Modeling and pricing financial assets under long memory processes

Abstract

An important research area in financial mathematics is the study of long memory phenomenon in financial data. Long memory had been known long before suitable stochastic models were developed. Fractional Brownian motion (FBM) can be used to characterize this phenomenon. This thesis examines the use of FBM and its long memory parameter H, from the view point of estimation method, approximation, and numerical performance.How to estimate the long memory parameter H is important in financial pricing. This thesis starts by reviewing the performance of some existing preliminary methods for estimating H. It is then applied to some Malaysia financial data.

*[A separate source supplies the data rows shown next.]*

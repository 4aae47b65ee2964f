// ============================================================================
// Hubdash Infrastructure - PostgreSQL MenuItem Repository
// File: crates/hubdash-infrastructure/src/database/postgres/menu_item_repo_impl.rs
// ============================================================================

use async_trait::async_trait;
use chrono::{DateTime, Utc};
use sqlx::{FromRow, PgPool};
use tracing::{error, info};
use uuid::Uuid;

use hubdash_core::domain::MenuItem;
use hubdash_core::error::DomainError;
use hubdash_core::repositories::MenuItemRepository;

const COLUMNS: &str = "id, text, link, icon, new_tab, enabled, sort_order, created_at";

pub struct PgMenuItemRepository {
    pool: PgPool,
}

impl PgMenuItemRepository {
    pub fn new(pool: PgPool) -> Self {
        Self { pool }
    }
}

fn db_error(context: &str) -> impl Fn(sqlx::Error) -> DomainError + '_ {
    move |e: sqlx::Error| {
        error!("Database error {}: {}", context, e);
        DomainError::DatabaseError(e.to_string())
    }
}

#[async_trait]
impl MenuItemRepository for PgMenuItemRepository {
    async fn count(&self) -> Result<u64, DomainError> {
        let count: i64 = sqlx::query_scalar("SELECT COUNT(*) FROM menu_items")
            .fetch_one(&self.pool)
            .await
            .map_err(db_error("counting menu items"))?;
        Ok(count.max(0) as u64)
    }

    async fn list(&self) -> Result<Vec<MenuItem>, DomainError> {
        let rows: Vec<MenuItemRow> = sqlx::query_as(&format!(
            "SELECT {COLUMNS} FROM menu_items ORDER BY sort_order ASC, created_at ASC"
        ))
        .fetch_all(&self.pool)
        .await
        .map_err(db_error("listing menu items"))?;

        Ok(rows.into_iter().map(Into::into).collect())
    }

    async fn find_by_id(&self, id: &Uuid) -> Result<Option<MenuItem>, DomainError> {
        let row: Option<MenuItemRow> =
            sqlx::query_as(&format!("SELECT {COLUMNS} FROM menu_items WHERE id = $1"))
                .bind(id)
                .fetch_optional(&self.pool)
                .await
                .map_err(db_error("finding menu item by id"))?;

        Ok(row.map(Into::into))
    }

    async fn insert_many(&self, items: &[MenuItem]) -> Result<u64, DomainError> {
        let mut inserted = 0;
        for item in items {
            let result = sqlx::query(
                r#"
                INSERT INTO menu_items (id, text, link, icon, new_tab, enabled, sort_order, created_at)
                VALUES ($1, $2, $3, $4, $5, $6, $7, $8)
                "#,
            )
            .bind(item.id)
            .bind(&item.text)
            .bind(&item.link)
            .bind(&item.icon)
            .bind(item.new_tab)
            .bind(item.enabled)
            .bind(item.order)
            .bind(item.created_at)
            .execute(&self.pool)
            .await
            .map_err(db_error("inserting menu items"))?;
            inserted += result.rows_affected();
        }
        Ok(inserted)
    }

    async fn create(&self, item: &MenuItem) -> Result<MenuItem, DomainError> {
        info!("Creating menu item: {}", item.text);

        let row: MenuItemRow = sqlx::query_as(&format!(
            r#"
            INSERT INTO menu_items (id, text, link, icon, new_tab, enabled, sort_order, created_at)
            VALUES ($1, $2, $3, $4, $5, $6, $7, $8)
            RETURNING {COLUMNS}
            "#
        ))
        .bind(item.id)
        .bind(&item.text)
        .bind(&item.link)
        .bind(&item.icon)
        .bind(item.new_tab)
        .bind(item.enabled)
        .bind(item.order)
        .bind(item.created_at)
        .fetch_one(&self.pool)
        .await
        .map_err(db_error("creating menu item"))?;

        Ok(row.into())
    }

    async fn update(&self, item: &MenuItem) -> Result<MenuItem, DomainError> {
        let row: Option<MenuItemRow> = sqlx::query_as(&format!(
            r#"
            UPDATE menu_items
            SET text = $2, link = $3, icon = $4, new_tab = $5, enabled = $6, sort_order = $7
            WHERE id = $1
            RETURNING {COLUMNS}
            "#
        ))
        .bind(item.id)
        .bind(&item.text)
        .bind(&item.link)
        .bind(&item.icon)
        .bind(item.new_tab)
        .bind(item.enabled)
        .bind(item.order)
        .fetch_optional(&self.pool)
        .await
        .map_err(db_error("updating menu item"))?;

        row.map(Into::into)
            .ok_or(DomainError::MenuItemNotFound(item.id))
    }

    async fn delete(&self, id: &Uuid) -> Result<bool, DomainError> {
        let result = sqlx::query("DELETE FROM menu_items WHERE id = $1")
            .bind(id)
            .execute(&self.pool)
            .await
            .map_err(db_error("deleting menu item"))?;

        Ok(result.rows_affected() > 0)
    }
}

// Internal row type for SQLx mapping
#[derive(Debug, FromRow)]
struct MenuItemRow {
    id: Uuid,
    text: String,
    link: String,
    icon: Option<String>,
    new_tab: bool,
    enabled: bool,
    sort_order: i32,
    created_at: DateTime<Utc>,
}

impl From<MenuItemRow> for MenuItem {
    fn from(row: MenuItemRow) -> Self {
        MenuItem {
            id: row.id,
            text: row.text,
            link: row.link,
            icon: row.icon,
            new_tab: row.new_tab,
            enabled: row.enabled,
            order: row.sort_order,
            created_at: row.created_at,
        }
    }
}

Although these methods are easy to use, their performance are in doubts, in particular these methods can only get an estimator of H, without providing the dynamic, long-memory behaviour of financial price process.This thesis is therefore concerned with the estimation of the dynamic, long-memory behaviour of financial processes. We propose estimation methods based on models of two stochastic differential equations (SDEs) perturbed by FBM, that play important role in option pricing and interest rate modelling. These models are the geometric fractional Brownian motion (GFBM) and the fractional Ornstein-Uhlenbeck (FOU) model, respectively. These methods are able to obtain H and other parameters involved in the models. The efficiency of these methods are investigated through simulation study. We applied the new methods to some financial problems.We also extend this study to filtering the SDE driven by FBM in multidimensional case. We propose a novel approximation scheme to this problem. The convergence property is also established. The performance of this method is evaluated through solving some numerical examples. Results demonstrate that methods developed in this thesis are applicable and have advantages when compared with other existing approaches.